WORK ITEM: All the data beneath this line is to be reproduced exactly.
-- Opening Marker --
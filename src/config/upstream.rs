//! Upstream Assistants API configuration

use secrecy::{ExposeSecret, Secret};
use serde::Deserialize;
use std::time::Duration;

use super::error::ValidationError;

/// Default persona. Override with `ASSISTANT_RELAY__UPSTREAM__ASSISTANT_ID`.
const DEFAULT_ASSISTANT_ID: &str = "asst_J2SsEMfF2LzQCnmepffEbqnH";

/// Upstream API configuration
#[derive(Debug, Clone, Deserialize)]
pub struct UpstreamConfig {
    /// OpenAI API key. Optional at load time: a missing key is reported
    /// per-request as a configuration error, never as a startup crash.
    pub api_key: Option<Secret<String>>,

    /// Base URL for the Assistants API
    #[serde(default = "default_base_url")]
    pub base_url: String,

    /// Assistant to start runs against
    #[serde(default = "default_assistant_id")]
    pub assistant_id: String,

    /// Value for the `OpenAI-Beta` opt-in header
    #[serde(default = "default_beta_header")]
    pub beta_header: String,

    /// Request timeout in seconds
    #[serde(default = "default_timeout")]
    pub timeout_secs: u64,
}

impl UpstreamConfig {
    /// Get timeout as Duration
    pub fn timeout(&self) -> Duration {
        Duration::from_secs(self.timeout_secs)
    }

    /// Check if an API key is configured
    pub fn has_api_key(&self) -> bool {
        self.api_key
            .as_ref()
            .is_some_and(|k| !k.expose_secret().is_empty())
    }

    /// Validate upstream configuration
    pub fn validate(&self) -> Result<(), ValidationError> {
        if !self.base_url.starts_with("http://") && !self.base_url.starts_with("https://") {
            return Err(ValidationError::InvalidBaseUrl);
        }
        if self.assistant_id.is_empty() {
            return Err(ValidationError::EmptyAssistantId);
        }
        if self.timeout_secs == 0 || self.timeout_secs > 300 {
            return Err(ValidationError::InvalidTimeout);
        }
        Ok(())
    }
}

impl Default for UpstreamConfig {
    fn default() -> Self {
        Self {
            api_key: None,
            base_url: default_base_url(),
            assistant_id: default_assistant_id(),
            beta_header: default_beta_header(),
            timeout_secs: default_timeout(),
        }
    }
}

fn default_base_url() -> String {
    "https://api.openai.com/v1".to_string()
}

fn default_assistant_id() -> String {
    DEFAULT_ASSISTANT_ID.to_string()
}

fn default_beta_header() -> String {
    "assistants=v2".to_string()
}

fn default_timeout() -> u64 {
    60
}

#[cfg(test)]
mod tests {
    use super::*;

    #[test]
    fn test_upstream_defaults() {
        let config = UpstreamConfig::default();
        assert_eq!(config.base_url, "https://api.openai.com/v1");
        assert_eq!(config.assistant_id, DEFAULT_ASSISTANT_ID);
        assert_eq!(config.beta_header, "assistants=v2");
        assert_eq!(config.timeout(), Duration::from_secs(60));
        assert!(!config.has_api_key());
    }

    #[test]
    fn test_has_api_key() {
        let config = UpstreamConfig {
            api_key: Some(Secret::new("sk-xxx".to_string())),
            ..Default::default()
        };
        assert!(config.has_api_key());

        let config = UpstreamConfig {
            api_key: Some(Secret::new(String::new())),
            ..Default::default()
        };
        assert!(!config.has_api_key());
    }

    #[test]
    fn test_validation_bad_base_url() {
        let config = UpstreamConfig {
            base_url: "api.openai.com".to_string(),
            ..Default::default()
        };
        assert!(config.validate().is_err());
    }

    #[test]
    fn test_validation_empty_assistant_id() {
        let config = UpstreamConfig {
            assistant_id: String::new(),
            ..Default::default()
        };
        assert!(config.validate().is_err());
    }

    #[test]
    fn test_validation_invalid_timeout() {
        let config = UpstreamConfig {
            timeout_secs: 0,
            ..Default::default()
        };
        assert!(config.validate().is_err());

        let config = UpstreamConfig {
            timeout_secs: 500,
            ..Default::default()
        };
        assert!(config.validate().is_err());
    }

    #[test]
    fn test_validation_valid_config() {
        assert!(UpstreamConfig::default().validate().is_ok());
    }
}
-- Closing Marker --
RESPONSE BOX:
filename src/config/upstream.rs
//! Upstream Assistants API configuration

use secrecy::{ExposeSecret, Secret};
use serde::Deserialize;
use std::time::Duration;

use super::error::ValidationError;

/// Default persona. Override with `ASSISTANT_RELAY__UPSTREAM__ASSISTANT_ID`.
const DEFAULT_ASSISTANT_ID: &str = "asst_J2SsEMfF2LzQCnmepffEbqnH";

/// Upstream API configuration
#[derive(Debug, Clone, Deserialize)]
pub struct UpstreamConfig {
    /// OpenAI API key. Optional at load time: a missing key is reported
    /// per-request as a configuration error, never as a startup crash.
    pub api_key: Option<Secret<String>>,

    /// Base URL for the Assistants API
    #[serde(default = "default_base_url")]
    pub base_url: String,

    /// Assistant to start runs against
    #[serde(default = "default_assistant_id")]
    pub assistant_id: String,

    /// Value for the `OpenAI-Beta` opt-in header
    #[serde(default = "default_beta_header")]
    pub beta_header: String,

    /// Request timeout in seconds
    #[serde(default = "default_timeout")]
    pub timeout_secs: u64,
}

impl UpstreamConfig {
    /// Get timeout as Duration
    pub fn timeout(&self) -> Duration {
        Duration::from_secs(self.timeout_secs)
    }

    /// Check if an API key is configured
    pub fn has_api_key(&self) -> bool {
        self.api_key
            .as_ref()
            .is_some_and(|k| !k.expose_secret().is_empty())
    }

    /// Validate upstream configuration
    pub fn validate(&self) -> Result<(), ValidationError> {
        if !self.base_url.starts_with("http://") && !self.base_url.starts_with("https://") {
            return Err(ValidationError::InvalidBaseUrl);
        }
        if self.assistant_id.is_empty() {
            return Err(ValidationError::EmptyAssistantId);
        }
        if self.timeout_secs == 0 || self.timeout_secs > 300 {
            return Err(ValidationError::InvalidTimeout);
        }
        Ok(())
    }
}

impl Default for UpstreamConfig {
    fn default() -> Self {
        Self {
            api_key: None,
            base_url: default_base_url(),
            assistant_id: default_assistant_id(),
            beta_header: default_beta_header(),
            timeout_secs: default_timeout(),
        }
    }
}

fn default_base_url() -> String {
    "https://api.openai.com/v1".to_string()
}

fn default_assistant_id() -> String {
    DEFAULT_ASSISTANT_ID.to_string()
}

fn default_beta_header() -> String {
    "assistants=v2".to_string()
}

fn default_timeout() -> u64 {
    60
}

#[cfg(test)]
mod tests {
    use super::*;

    #[test]
    fn test_upstream_defaults() {
        let config = UpstreamConfig::default();
        assert_eq!(config.base_url, "https://api.openai.com/v1");
        assert_eq!(config.assistant_id, DEFAULT_ASSISTANT_ID);
        assert_eq!(config.beta_header, "assistants=v2");
        assert_eq!(config.timeout(), Duration::from_secs(60));
        assert!(!config.has_api_key());
    }

    #[test]
    fn test_has_api_key() {
        let config = UpstreamConfig {
            api_key: Some(Secret::new("sk-xxx".to_string())),
            ..Default::default()
        };
        assert!(config.has_api_key());

        let config = UpstreamConfig {
            api_key: Some(Secret::new(String::new())),
            ..Default::default()
        };
        assert!(!config.has_api_key());
    }

    #[test]
    fn test_validation_bad_base_url() {
        let config = UpstreamConfig {
            base_url: "api.openai.com".to_string(),
            ..Default::default()
        };
        assert!(config.validate().is_err());
    }

    #[test]
    fn test_validation_empty_assistant_id() {
        let config = UpstreamConfig {
            assistant_id: String::new(),
            ..Default::default()
        };
        assert!(config.validate().is_err());
    }

    #[test]
    fn test_validation_invalid_timeout() {
        let config = UpstreamConfig {
            timeout_secs: 0,
            ..Default::default()
        };
        assert!(config.validate().is_err());

        let config = UpstreamConfig {
            timeout_secs: 500,
            ..Default::default()
        };
        assert!(config.validate().is_err());
    }

    #[test]
    fn test_validation_valid_config() {
        assert!(UpstreamConfig::default().validate().is_ok());
    }
}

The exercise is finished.